RECORDS PROVIDED:
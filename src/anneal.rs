//! Simulated-annealing search over edge colorings.
//!
//! Each iteration recolors one random existing edge, re-evaluates the monochromatic
//! clique count, and keeps or reverts the change by the Metropolis rule. The search
//! stops as soon as the count reaches zero or the iteration budget runs out.

use crate::count::{CliqueCounter, ColorTargets, CountStrategy, EdgeScratch};
use crate::error::{ChromaError, Result};
use crate::graph::{Color, ColoredGraph};
use log::{debug, info, warn};
use rand::prelude::*;
use rand::rngs::SmallRng;
use rayon::prelude::*;
use std::sync::atomic::{AtomicBool, AtomicU64, Ordering};
use std::time::{Duration, Instant};

// ============================================================================
// Configuration
// ============================================================================

/// Annealing parameters.
#[derive(Clone, Debug)]
pub struct AnnealConfig {
    /// Iteration budget.
    pub max_iterations: u64,
    /// Starting temperature `T0`.
    pub initial_temp: f64,
    /// Per-iteration cooling factor; `T(iter) = T0 * cooling_rate^iter`.
    pub cooling_rate: f64,
    /// Stagnant iterations (no strict improvement) after which the reheat boost applies.
    pub reheat_after: u64,
    /// Temperature added while the search is stagnant.
    pub reheat_boost: f64,
    /// Temperature floor; cooling never goes below this.
    pub min_temp: f64,
    /// Progress log period in iterations (0 disables progress logging).
    pub report_every: u64,
    /// Optional deterministic seed.
    pub seed: Option<u64>,
    /// Optional wall-clock cutoff.
    pub time_limit: Option<Duration>,
    /// Re-evaluate only the cliques through the recolored edge instead of recounting.
    pub incremental: bool,
    /// Scheduling for full counting passes.
    pub strategy: CountStrategy,
}

impl Default for AnnealConfig {
    fn default() -> Self {
        Self {
            max_iterations: 1_000_000,
            initial_temp: 5.0,
            cooling_rate: 0.9999,
            reheat_after: 10_000,
            reheat_boost: 1.0,
            min_temp: 1e-9,
            report_every: 100_000,
            seed: None,
            time_limit: None,
            incremental: true,
            strategy: CountStrategy::Parallel,
        }
    }
}

impl AnnealConfig {
    /// Checks parameter ranges.
    ///
    /// # Errors
    /// Returns [`ChromaError::InvalidConfig`] if a temperature is non-positive or not
    /// finite, the cooling rate is outside `(0, 1]`, or the reheat boost is negative.
    pub fn validate(&self) -> Result<()> {
        if !(self.initial_temp.is_finite() && self.initial_temp > 0.0) {
            return Err(ChromaError::config(format!(
                "initial temperature must be positive, got {}",
                self.initial_temp
            )));
        }
        if !(self.cooling_rate > 0.0 && self.cooling_rate <= 1.0) {
            return Err(ChromaError::config(format!(
                "cooling rate must be in (0, 1], got {}",
                self.cooling_rate
            )));
        }
        if !(self.min_temp.is_finite() && self.min_temp > 0.0) {
            return Err(ChromaError::config(format!(
                "temperature floor must be positive, got {}",
                self.min_temp
            )));
        }
        if !(self.reheat_boost.is_finite() && self.reheat_boost >= 0.0) {
            return Err(ChromaError::config(format!(
                "reheat boost must be non-negative, got {}",
                self.reheat_boost
            )));
        }
        Ok(())
    }

    /// Temperature at `iteration` given `stagnant` iterations since the last strict
    /// improvement. Always at least `min_temp`.
    #[inline]
    pub fn temperature(&self, iteration: u64, stagnant: u64) -> f64 {
        let cooled = self.initial_temp * self.cooling_rate.powf(iteration as f64);
        let boost = if stagnant > self.reheat_after {
            self.reheat_boost
        } else {
            0.0
        };
        (cooled + boost).max(self.min_temp)
    }
}

// ============================================================================
// State changes and reports
// ============================================================================

/// A single-edge recolor that can be applied and reverted.
#[derive(Clone, Copy, Debug, PartialEq, Eq)]
pub struct StateChange {
    /// First endpoint.
    pub i: usize,
    /// Second endpoint.
    pub j: usize,
    /// Color before the change.
    pub old_color: Color,
    /// Color after the change.
    pub new_color: Color,
}

impl StateChange {
    /// Sets the edge to `new_color`.
    #[inline]
    pub fn apply(&self, graph: &mut ColoredGraph) {
        graph.set_edge(self.i, self.j, self.new_color);
    }

    /// Restores the edge to `old_color`.
    #[inline]
    pub fn revert(&self, graph: &mut ColoredGraph) {
        graph.set_edge(self.i, self.j, self.old_color);
    }
}

/// How a run ended.
#[derive(Clone, Copy, Debug, PartialEq, Eq)]
pub enum Phase {
    /// The monochromatic count reached zero.
    Solved,
    /// The iteration budget ran out first.
    BudgetExhausted,
    /// Stopped early by the time limit or an external stop flag.
    Interrupted,
}

/// A new best energy and the iteration it was reached at.
#[derive(Clone, Copy, Debug, PartialEq, Eq)]
pub struct TracePoint {
    /// Iteration count when the energy was reached (0 = initial coloring).
    pub iteration: u64,
    /// Energy reached.
    pub energy: u64,
}

/// Summary of one annealing run.
#[derive(Clone, Debug)]
pub struct AnnealReport {
    /// How the run ended.
    pub phase: Phase,
    /// Seed the run's generator was created from.
    pub seed: u64,
    /// Iterations performed.
    pub iterations: u64,
    /// Energy of the starting coloring.
    pub initial_energy: u64,
    /// Energy of the coloring left in the graph.
    pub final_energy: u64,
    /// Lowest energy seen.
    pub best_energy: u64,
    /// Coloring with the lowest energy seen.
    pub best: ColoredGraph,
    /// Strictly decreasing sequence of best energies.
    pub trace: Vec<TracePoint>,
    /// Proposals kept.
    pub accepted: u64,
    /// Proposals reverted.
    pub rejected: u64,
    /// Temperature at the last iteration.
    pub final_temperature: f64,
}

impl AnnealReport {
    /// Returns `true` if the run found a coloring with no monochromatic target cliques.
    pub fn is_solved(&self) -> bool {
        self.phase == Phase::Solved
    }
}

// ============================================================================
// Annealer
// ============================================================================

/// Drives the search on one graph with its own seeded generator.
#[derive(Clone, Debug)]
pub struct Annealer {
    cfg: AnnealConfig,
    counter: CliqueCounter,
    scratch: EdgeScratch,
    rng: SmallRng,
    seed: u64,
}

impl Annealer {
    /// Creates an annealer seeded from `cfg.seed`, or from OS entropy if unset.
    ///
    /// # Errors
    /// Returns an error if the configuration is invalid.
    pub fn new(cfg: AnnealConfig) -> Result<Self> {
        let seed = cfg.seed.unwrap_or_else(random_u64);
        Self::with_seed(cfg, seed)
    }

    /// Creates an annealer with an explicit seed (ignoring `cfg.seed`).
    ///
    /// # Errors
    /// Returns an error if the configuration is invalid.
    pub fn with_seed(cfg: AnnealConfig, seed: u64) -> Result<Self> {
        cfg.validate()?;
        Ok(Self {
            counter: CliqueCounter::new(cfg.strategy),
            scratch: EdgeScratch::default(),
            cfg,
            rng: SmallRng::seed_from_u64(seed),
            seed,
        })
    }

    /// The configuration in use.
    pub fn config(&self) -> &AnnealConfig {
        &self.cfg
    }

    /// The seed this annealer's generator was created from.
    pub fn seed(&self) -> u64 {
        self.seed
    }

    /// Anneals `graph` in place.
    ///
    /// # Errors
    /// See [`Annealer::run_until`].
    pub fn run(
        &mut self,
        graph: &mut ColoredGraph,
        targets: &ColorTargets,
    ) -> Result<AnnealReport> {
        self.run_until(graph, targets, &AtomicBool::new(false))
    }

    /// Anneals `graph` in place, stopping early once `stop` is set.
    ///
    /// On return `graph` holds the final coloring, which is the solution when the
    /// report's phase is [`Phase::Solved`].
    ///
    /// # Errors
    /// Fails before touching the graph if a target is invalid for it, the graph has
    /// no edges, or fewer than two colors are available for recoloring.
    pub fn run_until(
        &mut self,
        graph: &mut ColoredGraph,
        targets: &ColorTargets,
        stop: &AtomicBool,
    ) -> Result<AnnealReport> {
        targets.check_against(graph)?;
        let edges = graph.edges();
        if edges.is_empty() {
            return Err(ChromaError::NoEdges);
        }
        let palette = recolor_palette(graph, targets);
        if palette.len() < 2 {
            return Err(ChromaError::DegeneratePalette {
                colors: palette.len(),
            });
        }

        let start = Instant::now();
        let initial_energy = self.counter.count_unchecked(graph, targets).energy();
        info!(
            "annealing: n={} edges={} targets={} palette={:?} seed={} initial energy={}",
            graph.size(),
            edges.len(),
            targets.len(),
            palette,
            self.seed,
            initial_energy
        );

        let mut report = AnnealReport {
            phase: Phase::BudgetExhausted,
            seed: self.seed,
            iterations: 0,
            initial_energy,
            final_energy: initial_energy,
            best_energy: initial_energy,
            best: graph.clone(),
            trace: vec![TracePoint {
                iteration: 0,
                energy: initial_energy,
            }],
            accepted: 0,
            rejected: 0,
            final_temperature: self.cfg.temperature(0, 0),
        };
        if initial_energy == 0 {
            report.phase = Phase::Solved;
            return Ok(report);
        }

        let mut current = initial_energy;
        let mut stagnant = 0u64;
        for iter in 0..self.cfg.max_iterations {
            if stop.load(Ordering::Relaxed) || self.out_of_time(iter, start) {
                report.phase = Phase::Interrupted;
                break;
            }
            report.iterations = iter + 1;

            let temp = self.cfg.temperature(iter, stagnant);
            report.final_temperature = temp;
            if stagnant == self.cfg.reheat_after + 1 && self.cfg.reheat_boost > 0.0 {
                debug!("iter {iter}: stagnant for {stagnant} iterations, reheating to {temp:.4}");
            }

            let change = self.propose(graph, &edges, &palette);
            let new_energy = self.evaluate(graph, targets, &change, current);

            if new_energy == 0 {
                current = 0;
                report.accepted += 1;
                report.phase = Phase::Solved;
                record_best(&mut report, graph, iter + 1, current);
                break;
            }

            if new_energy < current {
                current = new_energy;
                stagnant = 0;
                report.accepted += 1;
            } else {
                stagnant += 1;
                if new_energy == current || accept_move(new_energy - current, temp, &mut self.rng) {
                    current = new_energy;
                    report.accepted += 1;
                } else {
                    change.revert(graph);
                    report.rejected += 1;
                }
            }

            if current < report.best_energy {
                record_best(&mut report, graph, iter + 1, current);
                debug!("iter {}: new best energy {current}", report.iterations);
            }

            if self.cfg.report_every > 0
                && report.iterations.is_multiple_of(self.cfg.report_every)
            {
                info!(
                    "iter {} | T {temp:.4} | E {current} | best {} | accepted {} | rejected {}",
                    report.iterations, report.best_energy, report.accepted, report.rejected
                );
            }
        }

        report.final_energy = current;
        info!(
            "annealing finished: {:?} after {} iterations in {:.2?}, energy {} (best {})",
            report.phase,
            report.iterations,
            start.elapsed(),
            report.final_energy,
            report.best_energy
        );
        Ok(report)
    }

    #[inline]
    fn out_of_time(&self, iter: u64, start: Instant) -> bool {
        match self.cfg.time_limit {
            Some(limit) => iter.is_multiple_of(64) && start.elapsed() >= limit,
            None => false,
        }
    }

    /// Picks a uniformly random existing edge and a uniformly random palette color
    /// different from its current one.
    ///
    /// `edges` must be non-empty and `palette` sorted with at least two colors.
    pub fn propose(
        &mut self,
        graph: &ColoredGraph,
        edges: &[(usize, usize)],
        palette: &[Color],
    ) -> StateChange {
        debug_assert!(!edges.is_empty() && palette.len() >= 2);
        let (i, j) = edges[self.rng.random_range(0..edges.len())];
        let old_color = graph.edge_ascending(i, j);
        let new_color = match palette.binary_search(&old_color) {
            Ok(pos) => {
                let r = self.rng.random_range(0..palette.len() - 1);
                if r >= pos { palette[r + 1] } else { palette[r] }
            }
            Err(_) => palette[self.rng.random_range(0..palette.len())],
        };
        StateChange {
            i,
            j,
            old_color,
            new_color,
        }
    }

    /// Applies `change` and returns the resulting energy.
    #[inline]
    fn evaluate(
        &mut self,
        graph: &mut ColoredGraph,
        targets: &ColorTargets,
        change: &StateChange,
        current: u64,
    ) -> u64 {
        if self.cfg.incremental {
            let (i, j) = (change.i, change.j);
            let before = self
                .counter
                .monochromatic_through_edge(graph, targets, i, j, &mut self.scratch);
            change.apply(graph);
            let after = self
                .counter
                .monochromatic_through_edge(graph, targets, i, j, &mut self.scratch);
            current - before + after
        } else {
            change.apply(graph);
            self.counter.count_unchecked(graph, targets).energy()
        }
    }
}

WHAT TO DO: Whenever a line in the data holds "Ordering", copy that line.

TASK RESULT:
use std::sync::atomic::{AtomicBool, AtomicU64, Ordering};
            if stop.load(Ordering::Relaxed) || self.out_of_time(iter, start) {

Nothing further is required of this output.